Artificial Intelligence in Medicine (Part 2)
By Alan Lembitz, MD
The use of artificial intelligence (AI) applications is the most important new information technology in decades that will change healthcare. This creates an ongoing necessity for healthcare systems to regularly assess the impact and risks of AI as its development and deployment is outpacing legal, medical, or business changes. The implications carry enormous benefits, risks, and unforeseen consequences.
Consider these important liability and safety issues:
1) The practitioner remains responsible for the practice of medicine.
Introducing another entity into the care process creates potential liability, and it does not necessarily reduce risk exposure for the provider-user.
It is still the licensed provider who is practicing medicine. Apportioning contributions to the outcome may take new forms when AI is used, but current regulatory theories tend to follow
the model of “device safety.” Liability for AI mishaps potentially involves both device and human accountability. Fully autonomous systems will doubtless begin to appear, but humans are likely to remain in the accountability loop.
Legislatures, courts, and agencies like the FDA will determine if additional liabilities attach to entities besides practitioners. There may be claims against vendors when product defects are not apparent or foreseeable. There may also be claims against organizations that fail to use diligence in specifying, acquiring, configuring, or maintaining systems or training users.
Investigating an AI claim will require determining the exact version and configuration of the tool and manner of its use, and reviewing its activity logs and possibly its operating code.
2) The use of AI needs to be transparent, verifiable, and reproducible.
Users of AI applications need to be able to explain in general how they work and what safety measures apply to them.
A foreseeable deposition question in a malpractice claim involving AI might be, “Please describe exactly how this event happened.” Answering this can be problematic with some applications that operate as black boxes, without user visibility into algorithms that even the developers may not be fully able to explain.
Nevertheless, defending good care will require you to show what tool you used, how you reviewed the output from that tool, and the role it played in clinical care and decision making. Standards of care will begin to incorporate expectations for AI use, as they did for other technologies (like EKG and MRI). Guidelines will constantly evolve for what “a reasonable provider in similar circumstances” should do.
3) Credibility is a challenge; inaccuracies can propagate and be difficult to identify.
Credibility of the medical record and the decision-making process will face challenges, as the line blurs between what is generated by AI and what is contributed by human judgment.

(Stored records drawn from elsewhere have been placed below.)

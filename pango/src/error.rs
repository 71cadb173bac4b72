use std::fmt;
use std::time::Duration;

use thiserror::Error;

use crate::version::Version;

/// Peer messages that mean "nothing there" on list retrieval.
const NOT_FOUND_MESSAGES: [&str; 2] = ["No such node", "Object not found"];

/// Peer messages that make an absolute move a no-op.
const ALREADY_POSITIONED_MESSAGES: [&str; 2] = ["already at the top", "already at the bottom"];

/// Errors returned by the PAN-OS client.
#[derive(Debug, Error)]
pub enum PangoError {
    /// Caller input rejected before any request was sent.
    #[error("invalid argument: {0}")]
    Validation(String),
    /// The connected device is too old for the requested feature.
    #[error("{feature} requires PAN-OS {required} or later (device runs {actual})")]
    Unsupported {
        feature: String,
        required: Version,
        actual: Version,
    },
    /// A response (or configuration blob) did not have the expected shape.
    #[error("failed to decode {kind}: {message}")]
    Decode { kind: &'static str, message: String },
    /// A single object was requested but the peer returned none.
    #[error("{kind} {name:?} not found")]
    NotFound { kind: &'static str, name: String },
    /// The peer answered with `status="error"`.
    #[error("{message}")]
    Panos { code: Option<u32>, message: String },
    /// A required plugin is missing or at the wrong version.
    #[error("plugin requirement not met: {0}")]
    Plugin(String),
    /// User-ID accepted the message but rejected some of its entries.
    #[error("user-id update failed: {}", join_failures(.0))]
    UserId(Vec<UidFailure>),
    /// A polled job or log query did not finish in time.
    #[error("{what} did not finish within {waited:?}")]
    Timeout { what: String, waited: Duration },
    /// The transport itself failed.
    #[error("transport error: {0}")]
    Transport(String),
    /// Malformed XML.
    #[error(transparent)]
    Xml(#[from] panos_xml::ParseError),
    /// XML could not be written.
    #[error(transparent)]
    Write(#[from] panos_xml::WriteError),
    /// Another error annotated with the verb and object it happened on.
    #[error("{verb} {target}: {source}")]
    Context {
        verb: &'static str,
        target: String,
        #[source]
        source: Box<PangoError>,
    },
}

impl PangoError {
    pub fn validation(message: impl Into<String>) -> Self {
        Self::Validation(message.into())
    }

    pub fn decode(kind: &'static str, message: impl Into<String>) -> Self {
        Self::Decode {
            kind,
            message: message.into(),
        }
    }

    /// Build a version-gate error.
    pub fn unsupported(feature: impl Into<String>, required: &Version, actual: &Version) -> Self {
        Self::Unsupported {
            feature: feature.into(),
            required: required.clone(),
            actual: actual.clone(),
        }
    }

    /// Annotate this error with the acting verb and target object.
    pub fn during(self, verb: &'static str, target: impl Into<String>) -> Self {
        Self::Context {
            verb,
            target: target.into(),
            source: Box::new(self),
        }
    }

    /// The innermost error, looking through [`PangoError::Context`].
    pub fn root(&self) -> &PangoError {
        match self {
            Self::Context { source, .. } => source.root(),
            other => other,
        }
    }

    /// PAN-OS message text, when this is a peer error.
    pub fn panos_message(&self) -> Option<&str> {
        match self.root() {
            Self::Panos { message, .. } => Some(message.as_str()),
            _ => None,
        }
    }

    /// Whether this is the "no such node" / "object not found" class.
    pub fn is_not_found(&self) -> bool {
        match self.root() {
            Self::NotFound { .. } => true,
            Self::Panos { message, .. } => NOT_FOUND_MESSAGES.iter().any(|m| message.contains(m)),
            _ => false,
        }
    }

    /// Whether an absolute move failed only because the rule was already there.
    pub fn is_already_positioned(&self) -> bool {
        self.panos_message()
            .map(|m| ALREADY_POSITIONED_MESSAGES.iter().any(|known| m.contains(known)))
            .unwrap_or(false)
    }
}

/// One rejected entry inside a user-ID update.
#[derive(Debug, Clone, PartialEq, Eq)]
pub struct UidFailure {
    /// Payload section the entry was in (`login`, `register-user`, ...).
    pub action: String,
    /// The user or IP the entry addressed.
    pub target: String,
    pub message: String,
}

impl fmt::Display for UidFailure {
    fn fmt(&self, f: &mut fmt::Formatter<'_>) -> fmt::Result {
        write!(f, "{} {}: {}", self.action, self.target, self.message)
    }
}

fn join_failures(failures: &[UidFailure]) -> String {
    failures
        .iter()
        .map(ToString::to_string)
        .collect::<Vec<_>>()
        .join("; ")
}

#[cfg(test)]
mod tests {
    use super::{PangoError, UidFailure};

    #[test]
    fn not_found_looks_through_context() {
        let err = PangoError::Panos {
            code: Some(7),
            message: "No such node".to_string(),
        }
        .during("show", "address");
        assert!(err.is_not_found());
        assert_eq!(err.to_string(), "show address: No such node");
    }

    #[test]
    fn already_positioned_matches_top_and_bottom() {
        let top = PangoError::Panos {
            code: None,
            message: "r1 is already at the top".to_string(),
        };
        let other = PangoError::Panos {
            code: None,
            message: "r9 does not exist".to_string(),
        };
        assert!(top.is_already_positioned());
        assert!(!other.is_already_positioned());
    }

    #[test]
    fn uid_failures_are_joined() {
        let err = PangoError::UserId(vec![
            UidFailure {
                action: "register-user".to_string(),
                target: "u2".to_string(),
                message: "user not found".to_string(),
            },
            UidFailure {
                action: "login".to_string(),
                target: "10.0.0.9".to_string(),
                message: "bad ip".to_string(),
            },
        ]);
        assert_eq!(
            err.to_string(),
            "user-id update failed: register-user u2: user not found; login 10.0.0.9: bad ip"
        );
    }
}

Similarly to what occurred in EHRs when copy-paste began to be used, the credibility of an entire record can be called into question when content is fabricated or faulty. The fluency of AI-generated records may make it more difficult to spot documentation errors. Rapid propagation of information across networks amplifies the impact of content errors and imposes a higher responsibility upon users to proofread AI-assisted work products.
AI tools are only as good as their training data. Building them upon large medical record archives—which are well known to contain inaccuracies and biases—has been shown to produce outputs that can sometimes be strikingly inappropriate, discriminatory, or dangerously wrong. There is an urgent call for explanatory systems that allow users to audit and examine AI thought processes.
4) Privacy issues are complex and are already challenging current safeguards.
Large AI systems typically require data processing by remote cloud servers. When patient data, images, or recordings are transmitted to external parties, issues arise about how they are stored and processed, and how the information can be used. For example, many machine learning systems incorporate data they receive into their permanent training sets.
This is a different situation from “a transcriptionist in the back room.” Patient consent is not required for functions that are simply part of healthcare operations. But if protected health information is re-purposed for uses other than the benefit of a particular patient, there needs to be a specific disclosure and consent.
Providers need to understand their user agreements and HIPAA Business Associate Agreements with vendors of applications that involve PHI. Claims that “data are de-identified” need to be verified because it has been shown that large databases can be used to re-identify confidential information that is presumed to be anonymous. Providers who use AI-powered search engines, intelligent assistants, documentation, and decision support applications that have access to PHI need to inquire carefully how vendors comply with HIPAA and other privacy rules.
Alan Lembitz is with the COPIC Department of Patient Safety and Risk Management.